Hence, any quantity of water, however small, may be made to balance any quantity, however great. This is called the hydrostatic paradox. The experiment is usually performed by means of a water-bellows, as represented in Fig. 84. When the pipe AD is filled with water, the pressure upon the surface of the bellows, and consequently the force with which it raises the weights laid on it, will be equal to the weight of a cylinder of water, whose base is the surface of the bellows, and height that of the column AD. Therefore, by making the tube small, and the bellows large, the power of a given quantity of water, however small, may be increased indefinitely. The pressure of the column of water in this case corresponds to the force applied by the piston in the hydrostatic press.
Fig. 85.
We have already seen that the pressure on the bottom of a vessel depends neither on the form of the vessel nor on the quantity of the liquid, but simply on the height of the liquid above the bottom. But the pressure thus exerted must not be confounded with the pressure which the vessel itself exerts on the body which supports it. The latter is always equal to the combined weight of the liquid and the vessel in which it is contained, while the former may be either smaller or greater than this weight, according to the form of the vessel.

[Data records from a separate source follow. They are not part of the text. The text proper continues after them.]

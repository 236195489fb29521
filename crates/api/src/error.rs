use axum::http::StatusCode;
use axum::response::{IntoResponse, Response};
use kino_core::error::CoreError;
use serde_json::json;

/// Application-level error type for HTTP handlers.
///
/// Wraps [`CoreError`] for domain errors and adds HTTP-specific variants.
/// Implements [`IntoResponse`] to produce consistent JSON error responses.
#[derive(Debug, thiserror::Error)]
pub enum AppError {
    /// A domain-level error from `kino_core`.
    #[error(transparent)]
    Core(#[from] CoreError),

    /// A database error from sqlx.
    #[error("Database error: {0}")]
    Database(#[from] sqlx::Error),

    /// A bad request with a human-readable message.
    #[error("Bad request: {0}")]
    BadRequest(String),

    /// An external service is unconfigured or failed.
    #[error("Service unavailable: {0}")]
    ServiceUnavailable(String),

    /// An internal error with a human-readable message.
    #[error("Internal error: {0}")]
    InternalError(String),
}

/// Convenience type alias for handler return values.
pub type AppResult<T> = Result<T, AppError>;

impl AppError {
    /// Shorthand for a [`CoreError::NotFound`].
    pub fn not_found(entity: &'static str, id: kino_core::types::DbId) -> Self {
        AppError::Core(CoreError::NotFound { entity, id })
    }
}

impl IntoResponse for AppError {
    fn into_response(self) -> Response {
        let (status, code, message) = match &self {
            // --- CoreError variants ---
            AppError::Core(core) => match core {
                CoreError::NotFound { entity, id } => (
                    StatusCode::NOT_FOUND,
                    "NOT_FOUND",
                    format!("{entity} with id {id} not found"),
                ),
                CoreError::Validation(msg) => {
                    (StatusCode::BAD_REQUEST, "VALIDATION_ERROR", msg.clone())
                }
                CoreError::InsufficientCapacity {
                    requested,
                    available,
                    ..
                } => (
                    StatusCode::CONFLICT,
                    "INSUFFICIENT_CAPACITY",
                    format!("Not enough seats: {requested} requested, {available} available"),
                ),
                CoreError::Conflict(msg) => (StatusCode::CONFLICT, "CONFLICT", msg.clone()),
                CoreError::Unauthorized(msg) => {
                    (StatusCode::UNAUTHORIZED, "UNAUTHORIZED", msg.clone())
                }
                CoreError::Forbidden(msg) => (StatusCode::FORBIDDEN, "FORBIDDEN", msg.clone()),
                CoreError::Internal(msg) => {
                    tracing::error!(error = %msg, "Internal core error");
                    (
                        StatusCode::INTERNAL_SERVER_ERROR,
                        "INTERNAL_ERROR",
                        "An internal error occurred".to_string(),
                    )
                }
            },

            // --- Database errors ---
            AppError::Database(err) => classify_sqlx_error(err),

            // --- HTTP-specific errors ---
            AppError::BadRequest(msg) => (StatusCode::BAD_REQUEST, "BAD_REQUEST", msg.clone()),
            AppError::ServiceUnavailable(msg) => {
                tracing::warn!(error = %msg, "External service unavailable");
                (
                    StatusCode::SERVICE_UNAVAILABLE,
                    "SERVICE_UNAVAILABLE",
                    msg.clone(),
                )
            }
            AppError::InternalError(msg) => {
                tracing::error!(error = %msg, "Internal error");
                (
                    StatusCode::INTERNAL_SERVER_ERROR,
                    "INTERNAL_ERROR",
                    "An internal error occurred".to_string(),
                )
            }
        };

        let body = json!({
            "error": message,
            "code": code,
        });

        (status, axum::Json(body)).into_response()
    }
}

/// Classify a sqlx error into an HTTP status, error code, and message.
///
/// - `RowNotFound` maps to 404.
/// - Unique constraint violations (constraint name starting with `uq_`) map to 409.
/// - Foreign key violations map to 400: the request referenced a missing row.
/// - Check constraint violations map to 400.
/// - Everything else maps to 500 with a sanitized message.
fn classify_sqlx_error(err: &sqlx::Error) -> (StatusCode, &'static str, String) {
    match err {
        sqlx::Error::RowNotFound => (
            StatusCode::NOT_FOUND,
            "NOT_FOUND",
            "Resource not found".to_string(),
        ),
        sqlx::Error::Database(db_err) => {
            let constraint = db_err.constraint().unwrap_or("unknown");
            match db_err.code().as_deref() {
                // PostgreSQL unique constraint violation
                Some("23505") if constraint.starts_with("uq_") => {
                    return (
                        StatusCode::CONFLICT,
                        "CONFLICT",
                        format!("Duplicate value violates unique constraint: {constraint}"),
                    );
                }
                // PostgreSQL foreign key violation
                Some("23503") => {
                    return (
                        StatusCode::BAD_REQUEST,
                        "VALIDATION_ERROR",
                        format!("Referenced record does not exist: {constraint}"),
                    );
                }
                // PostgreSQL check constraint violation
                Some("23514") => {
                    return (
                        StatusCode::BAD_REQUEST,
                        "VALIDATION_ERROR",
                        format!("Value violates check constraint: {constraint}"),
                    );
                }
                _ => {}
            }
            tracing::error!(error = %db_err, "Database error");
            (
                StatusCode::INTERNAL_SERVER_ERROR,
                "INTERNAL_ERROR",
                "An internal error occurred".to_string(),
            )
        }
        other => {
            tracing::error!(error = %other, "Database error");
            (
                StatusCode::INTERNAL_SERVER_ERROR,
                "INTERNAL_ERROR",
                "An internal error occurred".to_string(),
            )
        }
    }
}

This fact is often termed the hydrostatic paradox, because at first sight it appears paradoxical.
CD (Fig. 85) is a vessel composed of two cylindrical parts of unequal diameters, and filled with water to a. From what has been said before, the bottom of the vessel CD supports the same pressure as if its diameter were everywhere the same as that of its lower part; and it would at first sight seem that the scale MN of the balance, in which the vessel CD is placed, ought to show the same weight as if there had been placed in it a cylindrical vessel having the same weight of water, and having the diameter of the part D. But the pressure exerted on the bottom of the vessel is not all transmitted to the scale MN; for the upward pressure upon the surface n o of the vessel is precisely equal to the weight of the extra quantity of water which a cylindrical vessel would contain, and balances an equal portion of the downward pressure on m. Consequently the pressure on the plate MN is simply equal to the weight of the vessel CD and of the water which it contains.
Pressure exerted anywhere upon a mass of liquid is transmitted undiminished in all directions, and acts with the same force on all equal surfaces, and in a direction at right angles to those surfaces.
To get a clearer idea of the truth of this principle, let us conceive a vessel of any given form in the sides of which are placed various cylindrical apertures, all of equal size, and closed by movable pistons. Let us, further, imagine this vessel to be filled with liquid and unaffected by the action of gravity; the pistons will, obviously, have no tendency to move. If now a weight of P pounds be placed upon the piston A (Fig. 86), which has a surface A, it will be pressed inwards, and the pressure will be transmitted to the internal faces of each of the pistons B, C, D, and E, which will each be forced outwards by a pressure P, their surfaces being equal to that of the first piston. Since each of the pistons undergoes a pressure, P, equal to that on A, let us suppose two of the pistons united so as to constitute a surface 2a; it will have to support a pressure 2P. Similarly, if the piston were equal to 3a, it would experience a pressure of 3P; and if its area were 100 or 1,000 times that of a, it would sustain a pressure of 100 or 1,000 times P. In other words, the pressure on any part of the internal walls of the vessel would be proportional to the surface.
The principle of the equality of pressure is assumed as a consequence of the constitution of fluids.
By the following experiment it can be shown that pressure is transmitted in all directions; a cylinder provided with a piston is fitted into a hollow sphere (Fig. 87). in which small cylindrical jets are placed perpendicular to the sides. The sphere and the cylinder being both filled with water, when the piston is moved the liquid spouts forth from all the orifices, and not merely from that which is opposite to the piston.